Para unos fue un dandy profesional, un iconoclasta y un amante de la vida. Otros lo consideraban un indolente, un charlatán, un perezoso, un pederastra pervertidor de efebos. Entre sus allegados fue un marido maravilloso, un padre encantador y un niño juguetón.

El ruiseñor

Un hombre de gustos simples solo se satisface con lo mejor. Óscar Wilde, aparte de él mismo, se enamoró de Florence Balcombe; solo que ella ni lo alzó a ver y prefirió al lúgubre de Bram Stoker, autor de Drácula . La vanidad del poeta no soportó el rechazo de la guapa dublinesa, se puso como una cabra y prometió nunca más volver a Irlanda.

Como para Wilde solo había dos tipos de mujeres: las feas y las que se pintan; decidió enamorar a Constance, la hija del consejero real Horace Lloyd. En 1884 se casó con ella y obtuvo una dote de 250 libras esterlinas, que le sirvieron para dedicarse a escribir y darse los gustos de un bon vivant .

Tenía fama de manirroto; jamás se medía con los gastos y compraba objetos lujosos, cristalería, porcelanas, gobelinos, alfombras, pinturas y cualquier derroche era poco para su ego de artista. A ratos podía ser bondadoso y también egoísta.

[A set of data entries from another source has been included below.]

// tee_orders/src/service/submission.rs

use chrono::{DateTime, Utc};
use serde::Serialize;
use std::sync::Arc;
use tracing::{error, info, instrument, warn};

use super::{dedupe, resolve_in, SkippedMember};
use crate::error::{OrderError, OrderResult};
use crate::model::{MemberRef, MemberView, PaymentStatus, Price, PriceTable};
use crate::proof::{ProofStore, ProofUpload};
use crate::store::{MemberUpdate, OrderStore};

pub const DEFAULT_MAX_PROOF_BYTES: usize = 10 * 1024 * 1024;

/// Result of one payment submission.
#[derive(Debug, Clone, PartialEq, Eq, Serialize)]
#[serde(rename_all = "camelCase")]
pub struct SubmissionReceipt {
  pub proof_url: String,
  /// The single instant stamped on every member of the batch.
  pub paid_at: DateTime<Utc>,
  pub stamped: Vec<MemberRef>,
  pub skipped: Vec<SkippedMember>,
}

#[derive(Debug, Clone, PartialEq, Eq, Serialize)]
#[serde(rename_all = "camelCase")]
pub struct QuotedMember {
  #[serde(flatten)]
  pub member: MemberView,
  pub price: Price,
}

/// What a selection of members costs, priced from the same table the admin totals use.
#[derive(Debug, Clone, PartialEq, Eq, Serialize)]
#[serde(rename_all = "camelCase")]
pub struct PaymentQuote {
  pub members: Vec<QuotedMember>,
  pub total: Price,
}

/// Uploads one transfer proof and stamps a batch of members as pending.
#[derive(Clone)]
pub struct PaymentSubmissionService {
  store: Arc<dyn OrderStore>,
  proofs: Arc<dyn ProofStore>,
  prices: Arc<PriceTable>,
  max_proof_bytes: usize,
}

impl PaymentSubmissionService {
  pub fn new(store: Arc<dyn OrderStore>, proofs: Arc<dyn ProofStore>, prices: Arc<PriceTable>) -> Self {
    Self {
      store,
      proofs,
      prices,
      max_proof_bytes: DEFAULT_MAX_PROOF_BYTES,
    }
  }

  pub fn with_max_proof_bytes(mut self, max_proof_bytes: usize) -> Self {
    self.max_proof_bytes = max_proof_bytes;
    self
  }

  /// Prices a selection of unpaid members before the customer transfers money.
  #[instrument(name = "submission_service::quote", skip_all, fields(selections = selections.len()), err(Display))]
  pub async fn quote(&self, selections: Vec<MemberRef>) -> OrderResult<PaymentQuote> {
    let selections = dedupe(selections);
    if selections.is_empty() {
      return Err(OrderError::validation("Select at least one member to pay for."));
    }

    let orders = self.store.list_orders().await?;
    let mut quoted = Vec::with_capacity(selections.len());
    let mut total: Price = 0;
    for view in resolve_in(&orders, &selections)? {
      if view.member.payment_status != PaymentStatus::Unpaid {
        return Err(OrderError::validation(format!(
          "'{}' is already {}.",
          view.member.name, view.member.payment_status
        )));
      }
      let price = self.prices.require(&view.member.size)?;
      total += price;
      quoted.push(QuotedMember { member: view, price });
    }

    Ok(PaymentQuote { members: quoted, total })
  }

  fn validate(&self, payer_name: &str, proof: &ProofUpload, selections: &[MemberRef]) -> OrderResult<()> {
    if payer_name.trim().is_empty() {
      return Err(OrderError::validation("Payer name is required."));
    }
    if proof.is_empty() {
      return Err(OrderError::validation("A transfer proof image is required."));
    }
    if proof.bytes.len() > self.max_proof_bytes {
      return Err(OrderError::validation(format!(
        "Proof image is {} bytes; the limit is {} bytes.",
        proof.bytes.len(),
        self.max_proof_bytes
      )));
    }
    if let Some(content_type) = proof.content_type.as_deref() {
      if !content_type.to_ascii_lowercase().starts_with("image/") {
        return Err(OrderError::validation(format!(
          "Proof must be an image, got '{}'.",
          content_type
        )));
      }
    }
    if selections.is_empty() {
      return Err(OrderError::validation("Select at least one member to pay for."));
    }
    Ok(())
  }

  /// Uploads `proof` once and marks every selected unpaid member `PENDING`
  /// with the same payer, instant and proof URL.
  ///
  /// Each member is written independently. Missing members and members that
  /// are no longer unpaid are skipped; a store failure stops the batch and
  /// leaves the members already stamped as they are.
  #[instrument(
    name = "submission_service::submit_payment",
    skip_all,
    fields(payer = %payer_name, selections = selections.len(), proof_bytes = proof.bytes.len()),
    err(Display)
  )]
  pub async fn submit_payment(
    &self,
    payer_name: &str,
    proof: ProofUpload,
    selections: Vec<MemberRef>,
  ) -> OrderResult<SubmissionReceipt> {
    let selections = dedupe(selections);
    self.validate(payer_name, &proof, &selections)?;
    let payer_name = payer_name.trim();

    let proof_url = self.proofs.put(&proof).await.map_err(|e| match e {
      OrderError::Upload(_) => e,
      other => OrderError::Upload(other.to_string()),
    })?;
    info!(%proof_url, "Transfer proof uploaded.");

    let paid_at = Utc::now();
    let update = MemberUpdate::submission(payer_name, paid_at, proof_url.clone());
    let mut stamped = Vec::with_capacity(selections.len());
    let mut skipped = Vec::new();

    for target in selections {
      let outcome = match self.store.update_member(target, &update).await {
        Ok(outcome) => outcome,
        Err(e) => {
          error!(member = %target, stamped = stamped.len(), error = %e, "Payment submission interrupted; earlier members stay pending.");
          return Err(e);
        }
      };
      match SkippedMember::from_outcome(target, outcome) {
        None => stamped.push(target),
        Some(skip) => {
          warn!(member = %target, reason = ?skip.reason, "Member not stamped by payment submission.");
          skipped.push(skip);
        }
      }
    }

    info!(stamped = stamped.len(), skipped = skipped.len(), "Payment submission recorded.");
    Ok(SubmissionReceipt {
      proof_url,
      paid_at,
      stamped,
      skipped,
    })
  }
}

Conforme su fama crecía se volvía un insufrible. Realizó una gira por Estados Unidos y Canadá; al llegar a la aduana norteamericana le preguntaron si tenía algo que declarar y dijo: ¡Nada, salvo mi genio!

En Estados Unidos se burlaron de su amaneramiento; lo acusaron de vacío y autoindulgente; los músicos W.S. Gilbert y el libretista Arthur Sullivan montaron una opereta para satirizarlo. Pero Wilde era un experto en frases hirientes; tildó ese país de Bulgaria, de vivir como palurdos y ser una bola de igualados.

Endiosado como Luzbel creyó estar más allá del bien y del mal. Fue así como a los 37 años y en el cenit de su carrera quedó prendado de un jovencito de 22 años, con el cabello color de miel, lánguido como una margarita, frágil como un junco y tan bello como Antinoo, el juvenil amante del emperador Adriano.

El mozalbete era Lord Alfred Douglas, apodado Bosie por su mamita. Wilde perdió la compostura ante semejante andrógino y quedó sometido a las veleidades del jovenzuelo, que un día estaba jovial y otro pataleaba preso de un berrinche. Como a los 20 años una prostituta contagió a Oscar de sífilis, nunca pasó de besar y manosear a Bosie, horrorizado de contagiarlo si lo poseía.

Los dos recorrían los barrios londinenses en busca de vagabundos, obreros, estudiantes, soldados y prostitutas para cebarse en ellos y desfogar sus pasiones.

Apenas el marqués de Queensberry se enteró de las andanzas de su niñito inició una campaña de difamación periodística contra Wilde; este, azuzado por su amante decidió demandar al noble, contraviniendo los consejos de sus amigos y abogados.

Wilde se pasó de vivo. Perdió el juicio y lo condenaron a dos años de cárcel por conducta indecente. Terminó con sus huesos en la prisión de Reading y de ahí salió hecho una piltrafa humana; sin un centavo, sin prestigio; abandonado por su mujer que incluso le cambió el apellido a los hijos para huir de la vergüenza pública.

Cuando salió de la cárcel, en 1897, se fue a París y ahí malvivió en la pobreza. Escribió dos obras más: De Profundis , dedicada a Bosie “el más grande de mis amores”; y La Balada de Reading , acerca de su estancia en la prisión. Solo vivió tres años más y murió el 30 de noviembre de 1900.

Y como el misterio del amor es más grande que el de la muerte, apretó con fuerza unos rizos dorados de la difunta Isola y quedó cubierto por unos capullos blancos.